When an ALJ relies on testimony from a VE to make a disability determination, the ALJ must incorporate all of the claimant's limitations supported by medical evidence in the record. See Indoranto v. Barnhart, 374 F.3d 470, 474 (7th Cir. 2004); see also Young v. Barnhart, 362 F.3d 995, 1003 (7th Cir. 2004) ("a hypothetical question to the vocational expert must include all limitations supported by medical evidence in the record"); Kasarsky v. Barnhart, 335 F.3d 539, 543 (7th Cir. 2003) ("Furthermore, to the extent the ALJ relies on testimony from a vocational expert, the question posed to the expert must incorporate all relevant limitations from which the claimant suffers."). If the VE is unaware of all of the Plaintiff's limitations, he may refer to jobs the Plaintiff cannot perform, resulting in an incorrect disability determination. Kasarsky, 335 F.3d at 543.

Where there are limitations in concentration, persistence, and pace, these limitations must be incorporated into the hypothetical posed to the VE, although there is not "a per se requirement that this specific terminology (concentration, persistence, and pace') be used in the hypothetical in all cases." O'Connor-Spinner, 627 F.3d at 619. A hypothetical that does not include these terms may still be sufficient if it is "manifest that the ALJ's alternative phrasing specifically excluded those tasks that someone with the claimant's limitations would be unable to perform." Id.

In this case, the ALJ found that Plaintiff had "mild difficulties in maintaining concentration, persistence or pace, " AR 24; however, it is not clear whether the ALJ included the limitation in his RFC, or if the VE's testimony would have been different if provided these limitations. The Commissioner's argument that Plaintiff's unskilled work addresses these limitations is unavailing. It is not clear to the Court how mild limitations in concentration, persistence, and pace translate into "unskilled work." The regulations define "unskilled work" as "work which needs little or no judgment to do simple duties that can be learned on the job in a short period of time." 20 C.F.R. § 404.1568(a).
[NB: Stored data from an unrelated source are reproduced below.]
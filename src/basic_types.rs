use std::{
    ops::{BitAnd, Shl, Shr, Sub},
    time::Duration,
};

use crate::{
    Decode, Encode, Error, Result,
    boxes::{FtypBox, RootBox},
    codec::{ByteReader, ByteWriter},
};

/// 全てのボックスが実装するトレイト
///
/// 標準ライブラリの [`std::boxed::Box`] との衝突を避けるため `BaseBox` という名前にしている
pub trait BaseBox {
    /// ボックスの種別
    fn box_type(&self) -> BoxType;

    /// 未知のボックスかどうか
    ///
    /// [`UnknownBox`](crate::boxes::UnknownBox) をバリアントに含む `enum` の場合は、このメソッドを上書きすること
    fn is_unknown_box(&self) -> bool {
        false
    }

    /// 子ボックスを走査するイテレーターを返す
    ///
    /// デフォルト実装は子ボックスを持たないボックス用
    fn children<'a>(&'a self) -> Box<dyn 'a + Iterator<Item = &'a dyn BaseBox>> {
        Box::new(std::iter::empty())
    }
}

pub(crate) fn as_box_object<T: BaseBox>(t: &T) -> &dyn BaseBox {
    t
}

/// フルボックスを表すトレイト
///
/// デフォルト実装はバージョン 0、フラグなし
pub trait FullBox: BaseBox {
    /// フルボックスのバージョンを返す
    fn full_box_version(&self) -> u8 {
        0
    }

    /// フルボックスのフラグを返す
    fn full_box_flags(&self) -> FullBoxFlags {
        FullBoxFlags::empty()
    }
}

/// MP4 ファイル全体
#[derive(Debug, Clone, PartialEq, Eq)]
pub struct Mp4File<B = RootBox> {
    /// 先頭の `ftyp` ボックス
    pub ftyp_box: FtypBox,

    /// `ftyp` の後ろに並ぶトップレベルのボックス群
    pub boxes: Vec<B>,
}

impl<B: BaseBox> Mp4File<B> {
    /// トップレベルのボックス群を先頭から順に走査する
    pub fn iter(&self) -> impl Iterator<Item = &dyn BaseBox> {
        std::iter::once(&self.ftyp_box as &dyn BaseBox).chain(self.boxes.iter().map(as_box_object))
    }
}

impl<B: Decode> Decode for Mp4File<B> {
    fn decode(buf: &[u8]) -> Result<(Self, usize)> {
        let mut reader = ByteReader::new(buf);
        let ftyp_box = reader.get()?;
        let mut boxes = Vec::new();
        while !reader.is_empty() {
            boxes.push(reader.get()?);
        }
        Ok((Self { ftyp_box, boxes }, reader.position()))
    }
}

impl<B: Encode> Encode for Mp4File<B> {
    fn encode(&self, buf: &mut [u8]) -> Result<usize> {
        let mut writer = ByteWriter::new(buf);
        writer.put(&self.ftyp_box)?;
        for b in &self.boxes {
            writer.put(b)?;
        }
        Ok(writer.position())
    }
}

/// ボックスの先頭に置かれるサイズと種別
#[derive(Debug, Clone, Copy, PartialEq, Eq, Hash)]
pub struct BoxHeader {
    /// ボックスの種別
    pub box_type: BoxType,

    /// ヘッダーを含むボックス全体のサイズ
    pub box_size: BoxSize,
}

impl BoxHeader {
    /// 32 bit サイズと四文字の種別からなるヘッダーのサイズ
    pub const MIN_SIZE: usize = 4 + 4;

    /// 64 bit サイズと UUID 形式の種別からなるヘッダーのサイズ
    pub const MAX_SIZE: usize = 4 + 8 + 4 + 16;

    /// 種別とサイズを指定してヘッダーを作成する
    pub const fn new(box_type: BoxType, box_size: BoxSize) -> Self {
        Self { box_type, box_size }
    }

    /// サイズ未確定のヘッダーを作成する
    ///
    /// ボックス全体を書き込んだ後に [`BoxHeader::finalize_box_size()`] でサイズを埋める
    pub const fn new_variable_size(box_type: BoxType) -> Self {
        Self::new(box_type, BoxSize::VARIABLE_SIZE)
    }

    /// エンコード済みのボックス全体を受け取って、先頭のサイズフィールドを実際のサイズで上書きする
    ///
    /// 32 bit のサイズフィールドに収まらない場合はエラーになる
    pub fn finalize_box_size(self, box_bytes: &mut [u8]) -> Result<()> {
        let Ok(size) = u32::try_from(box_bytes.len()) else {
            return Err(Error::invalid_input(format!(
                "Box size too large for 32-bit header: {}",
                box_bytes.len()
            ))
            .with_box_type(self.box_type));
        };
        size.encode(box_bytes)?;
        Ok(())
    }

    /// ヘッダーのエンコード後のバイト数
    pub fn external_size(self) -> usize {
        self.box_type.external_size() + self.box_size.external_size()
    }

    /// ヘッダーをデコードして、ペイロード部分と一緒に返す
    ///
    /// サイズフィールドが 0 の場合は `buf` の末尾までをペイロードとする
    pub fn decode_header_and_payload(buf: &[u8]) -> Result<(Self, &[u8])> {
        let (header, header_size) = Self::decode(buf)?;
        let box_size = match header.box_size.get() {
            0 => buf.len(),
            n => usize::try_from(n)
                .ok()
                .filter(|n| *n <= buf.len())
                .ok_or_else(|| {
                    Error::invalid_data(format!(
                        "Box size {n} exceeds the available {} bytes",
                        buf.len()
                    ))
                    .with_box_type(header.box_type)
                })?,
        };
        Ok((header, &buf[header_size..box_size]))
    }
}

impl Encode for BoxHeader {
    fn encode(&self, buf: &mut [u8]) -> Result<usize> {
        let mut writer = ByteWriter::new(buf);
        match self.box_size {
            BoxSize::U32(size) => writer.put(&size)?,
            BoxSize::U64(_) => writer.put(&1u32)?,
        }
        match &self.box_type {
            BoxType::Normal(ty) => writer.put(ty)?,
            BoxType::Uuid(ty) => {
                writer.put(b"uuid")?;
                writer.put(ty)?;
            }
        }
        if let BoxSize::U64(size) = self.box_size {
            writer.put(&size)?;
        }
        Ok(writer.position())
    }
}

impl Decode for BoxHeader {
    fn decode(buf: &[u8]) -> Result<(Self, usize)> {
        let mut reader = ByteReader::new(buf);
        let size: u32 = reader.get()?;
        let box_type = match reader.get::<[u8; 4]>()? {
            ty if ty == *b"uuid" => BoxType::Uuid(reader.get()?),
            ty => BoxType::Normal(ty),
        };
        let box_size = match size {
            1 => BoxSize::U64(reader.get()?),
            n => BoxSize::U32(n),
        };

        let header_size = reader.position();
        if box_size.get() != 0 && box_size.get() < header_size as u64 {
            return Err(Error::invalid_data(format!(
                "Too small box size: actual={}, expected={header_size} or more",
                box_size.get(),
            ))
            .with_box_type(box_type));
        }
        Ok((Self { box_type, box_size }, header_size))
    }
}

/// フルボックスのペイロード先頭に置かれるバージョンとフラグ
#[derive(Debug, Clone, Copy, PartialEq, Eq, Hash)]
pub struct FullBoxHeader {
    /// バージョン
    pub version: u8,

    /// フラグ
    pub flags: FullBoxFlags,
}

impl FullBoxHeader {
    /// フルボックスの現在の値から、書き込むべきヘッダーを求める
    pub fn from_box<B: FullBox>(b: &B) -> Self {
        Self {
            version: b.full_box_version(),
            flags: b.full_box_flags(),
        }
    }
}

impl Encode for FullBoxHeader {
    fn encode(&self, buf: &mut [u8]) -> Result<usize> {
        let mut writer = ByteWriter::new(buf);
        writer.put(&self.version)?;
        writer.put(&self.flags)?;
        Ok(writer.position())
    }
}

impl Decode for FullBoxHeader {
    fn decode(buf: &[u8]) -> Result<(Self, usize)> {
        let mut reader = ByteReader::new(buf);
        let version = reader.get()?;
        let flags = reader.get()?;
        Ok((Self { version, flags }, reader.position()))
    }
}

/// フルボックスの 24 bit のフラグ
#[derive(Debug, Default, Clone, Copy, PartialEq, Eq, Hash)]
pub struct FullBoxFlags(u32);

impl FullBoxFlags {
    /// 全てのビットが立っていないフラグ
    pub const fn empty() -> Self {
        Self(0)
    }

    /// 下位 24 bit をフラグとして使う
    pub const fn new(flags: u32) -> Self {
        Self(flags & 0x00ff_ffff)
    }

    /// `(ビット位置, 立っているかどうか)` の列からフラグを組み立てる
    pub fn from_flags<I>(iter: I) -> Self
    where
        I: IntoIterator<Item = (usize, bool)>,
    {
        iter.into_iter()
            .filter(|(_, set)| *set)
            .fold(Self::empty(), |acc, (i, _)| Self::new(acc.0 | (1 << i)))
    }

    /// フラグの値
    pub const fn get(self) -> u32 {
        self.0
    }

    /// `i` ビット目が立っているかどうか
    pub const fn is_set(self, i: usize) -> bool {
        (self.0 >> i) & 1 == 1
    }
}

impl Encode for FullBoxFlags {
    fn encode(&self, buf: &mut [u8]) -> Result<usize> {
        self.0.to_be_bytes()[1..].encode(buf)
    }
}

impl Decode for FullBoxFlags {
    fn decode(buf: &[u8]) -> Result<(Self, usize)> {
        let [a, b, c] = ByteReader::new(buf).get::<[u8; 3]>()?;
        Ok((Self(u32::from_be_bytes([0, a, b, c])), 3))
    }
}

/// ボックスのサイズ
///
/// 通常はヘッダーとペイロードの合計値となる。
/// ファイル末尾のボックスに限り 0 を指定でき、その場合はファイルの終わりまでがペイロードとなる。
#[derive(Debug, Clone, Copy, PartialEq, Eq, Hash, PartialOrd, Ord)]
#[allow(missing_docs)]
pub enum BoxSize {
    U32(u32),
    U64(u64),
}

impl BoxSize {
    /// ファイルの終わりまで続くボックスのサイズ
    pub const VARIABLE_SIZE: Self = Self::U32(0);

    /// ペイロードのサイズから、ヘッダーを含めたサイズを求める
    ///
    /// 32 bit に収まらない場合は 64 bit のサイズフィールドを使う
    pub fn with_payload_size(box_type: BoxType, payload_size: u64) -> Self {
        let small = 4 + box_type.external_size() as u64 + payload_size;
        match u32::try_from(small) {
            Ok(size) => Self::U32(size),
            Err(_) => Self::U64(small + 8),
        }
    }

    /// サイズの値
    pub const fn get(self) -> u64 {
        match self {
            Self::U32(v) => v as u64,
            Self::U64(v) => v,
        }
    }

    /// ヘッダー内でサイズを表すのに使うバイト数
    pub const fn external_size(self) -> usize {
        match self {
            Self::U32(_) => 4,
            Self::U64(_) => 12,
        }
    }
}

/// ボックスの種別
#[derive(Clone, Copy, PartialEq, Eq, Hash, PartialOrd, Ord)]
pub enum BoxType {
    /// 四文字の種別
    Normal([u8; 4]),

    /// `uuid` ボックスの拡張種別
    Uuid([u8; 16]),
}

impl BoxType {
    /// 種別のバイト列
    pub fn as_bytes(&self) -> &[u8] {
        match self {
            Self::Normal(ty) => ty,
            Self::Uuid(ty) => ty,
        }
    }

    /// ヘッダー内で種別を表すのに使うバイト数
    pub const fn external_size(self) -> usize {
        match self {
            Self::Normal(_) => 4,
            Self::Uuid(_) => 4 + 16,
        }
    }

    /// `expected` と異なる種別ならエラーを返す
    #[track_caller]
    pub fn expect(self, expected: Self) -> Result<()> {
        if self != expected {
            return Err(Error::invalid_data(format!(
                "Expected box type `{expected}`, but got `{self}`"
            )));
        }
        Ok(())
    }
}

impl std::fmt::Debug for BoxType {
    fn fmt(&self, f: &mut std::fmt::Formatter<'_>) -> std::fmt::Result {
        let mut t = f.debug_tuple("BoxType");
        match std::str::from_utf8(self.as_bytes()) {
            Ok(s) if matches!(self, Self::Normal(_)) => t.field(&s),
            _ => t.field(&self.as_bytes()),
        };
        t.finish()
    }
}

impl std::fmt::Display for BoxType {
    fn fmt(&self, f: &mut std::fmt::Formatter<'_>) -> std::fmt::Result {
        match (self, std::str::from_utf8(self.as_bytes())) {
            (Self::Normal(_), Ok(s)) => f.write_str(s),
            _ => write!(f, "{:?}", self.as_bytes()),
        }
    }
}

/// 1904-01-01 00:00:00 UTC からの経過秒数で表現される時刻
#[derive(Debug, Default, Clone, Copy, PartialEq, Eq, Hash, PartialOrd, Ord)]
pub struct Mp4FileTime(u64);

impl Mp4FileTime {
    /// 1904 年と 1970 年の起点の差（秒）
    const UNIX_EPOCH_OFFSET: u64 = 2_082_844_800;

    /// 1904 年起点の経過秒数から作成する
    pub const fn from_secs(secs: u64) -> Self {
        Self(secs)
    }

    /// 1904 年起点の経過秒数
    pub const fn as_secs(self) -> u64 {
        self.0
    }

    /// UNIX 時刻から作成する
    pub const fn from_unix_time(unix_time: Duration) -> Self {
        Self(unix_time.as_secs().saturating_add(Self::UNIX_EPOCH_OFFSET))
    }
}

/// 整数部 `I` と小数部 `F` からなる固定小数点数
#[derive(Debug, Default, Clone, Copy, PartialEq, Eq, Hash, PartialOrd, Ord)]
pub struct FixedPointNumber<I, F = I> {
    /// 整数部
    pub integer: I,

    /// 小数部
    pub fraction: F,
}

impl<I, F> FixedPointNumber<I, F> {
    /// 整数部と小数部から作成する
    pub const fn new(integer: I, fraction: F) -> Self {
        Self { integer, fraction }
    }
}

impl<I: Encode, F: Encode> Encode for FixedPointNumber<I, F> {
    fn encode(&self, buf: &mut [u8]) -> Result<usize> {
        let mut writer = ByteWriter::new(buf);
        writer.put(&self.integer)?;
        writer.put(&self.fraction)?;
        Ok(writer.position())
    }
}

impl<I: Decode, F: Decode> Decode for FixedPointNumber<I, F> {
    fn decode(buf: &[u8]) -> Result<(Self, usize)> {
        let mut reader = ByteReader::new(buf);
        let integer = reader.get()?;
        let fraction = reader.get()?;
        Ok((Self { integer, fraction }, reader.position()))
    }
}

/// null 終端の UTF-8 文字列
#[derive(Debug, Clone, PartialEq, Eq, Hash, PartialOrd, Ord)]
pub struct Utf8String(String);

impl Utf8String {
    /// 空文字列
    pub const EMPTY: Self = Self(String::new());

    /// 終端の null を含まない文字列から作成する
    ///
    /// 途中に null 文字がある場合は [`None`] を返す
    pub fn new(s: &str) -> Option<Self> {
        (!s.contains('\0')).then(|| Self(s.to_owned()))
    }

    /// 終端の null を除いた文字列
    pub fn get(&self) -> &str {
        &self.0
    }

    /// 終端の null を含むバイト列に変換する
    pub fn into_null_terminated_bytes(self) -> Vec<u8> {
        let mut bytes = self.0.into_bytes();
        bytes.push(0);
        bytes
    }
}

impl Encode for Utf8String {
    fn encode(&self, buf: &mut [u8]) -> Result<usize> {
        let mut writer = ByteWriter::new(buf);
        writer.put(self.0.as_bytes())?;
        writer.put(&0u8)?;
        Ok(writer.position())
    }
}

impl Decode for Utf8String {
    fn decode(buf: &[u8]) -> Result<(Self, usize)> {
        let end = buf
            .iter()
            .position(|b| *b == 0)
            .ok_or_else(|| Error::invalid_data("Missing null terminator"))?;
        let s = std::str::from_utf8(&buf[..end])
            .map_err(|e| Error::invalid_data(format!("Invalid UTF-8 string: {e}")))?;
        Ok((Self(s.to_owned()), end + 1))
    }
}

/// `A` か `B` のどちらか一方
#[derive(Debug, Clone, PartialEq, Eq, Hash, PartialOrd, Ord)]
#[allow(missing_docs)]
pub enum Either<A, B> {
    A(A),
    B(B),
}

impl<A: BaseBox, B: BaseBox> Either<A, B> {
    fn inner_box(&self) -> &dyn BaseBox {
        match self {
            Self::A(x) => x,
            Self::B(x) => x,
        }
    }
}

impl<A: Encode, B: Encode> Encode for Either<A, B> {
    fn encode(&self, buf: &mut [u8]) -> Result<usize> {
        match self {
            Self::A(x) => x.encode(buf),
            Self::B(x) => x.encode(buf),
        }
    }
}

impl<A: BaseBox, B: BaseBox> BaseBox for Either<A, B> {
    fn box_type(&self) -> BoxType {
        self.inner_box().box_type()
    }

    fn is_unknown_box(&self) -> bool {
        self.inner_box().is_unknown_box()
    }

    fn children<'a>(&'a self) -> Box<dyn 'a + Iterator<Item = &'a dyn BaseBox>> {
        self.inner_box().children()
    }
}

/// `T` の中の `OFFSET` ビット目から `BITS` ビット分に詰め込まれた非負整数
///
/// 一つの整数に複数のフィールドがパックされているボックスで使う
#[derive(Debug, Default, Clone, Copy, PartialEq, Eq, Hash, PartialOrd, Ord)]
pub struct Uint<T, const BITS: u32, const OFFSET: u32 = 0>(T);

impl<T, const BITS: u32, const OFFSET: u32> Uint<T, BITS, OFFSET>
where
    T: Shr<u32, Output = T>
        + Shl<u32, Output = T>
        + BitAnd<Output = T>
        + Sub<Output = T>
        + From<u8>,
{
    /// 値から作成する（値は `BITS` ビットに収まっていること）
    pub const fn new(v: T) -> Self {
        Self(v)
    }

    /// 値
    pub fn get(self) -> T {
        self.0
    }

    /// パックされた `v` からこのフィールドの部分を取り出す
    pub fn from_bits(v: T) -> Self {
        let mask = (T::from(1) << BITS) - T::from(1);
        Self((v >> OFFSET) & mask)
    }

    /// パックされた整数内でのビット列に変換する
    pub fn to_bits(self) -> T {
        self.0 << OFFSET
    }
}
The ALJ did not provide any explanation for how the ability to sustain focused attention and concentration relates to the length of time it takes to learn a job, the defining characteristic of "unskilled work." See Stewart v. Astrue, 561 F.3d 679, 684-85 (7th Cir. 2009) (rejecting the contention "that the ALJ accounted for [the plaintiff]'s limitations of concentration, persistence, and pace by restricting the inquiry to simple, routine tasks that do not require constant interactions with co-workers or the general public"); Young, 362 F.3d at 1004 (concluding that a limitation of "simple, routine, repetitive, low stress work with limited contact with co-workers and limited contact with the public" was inadequate to take into account the claimant's limitations). The Court suggests that on remand the ALJ fully explain how he accounted for Plaintiff's mild limitations in concentration, persistence, and pace.


For the foregoing reasons, the Court hereby GRANTS Plaintiff's Brief in Support of His Motion To Reverse the Decision of the Commissioner of Social Security [DE 17] and REMANDS this matter for further proceedings consistent with this opinion.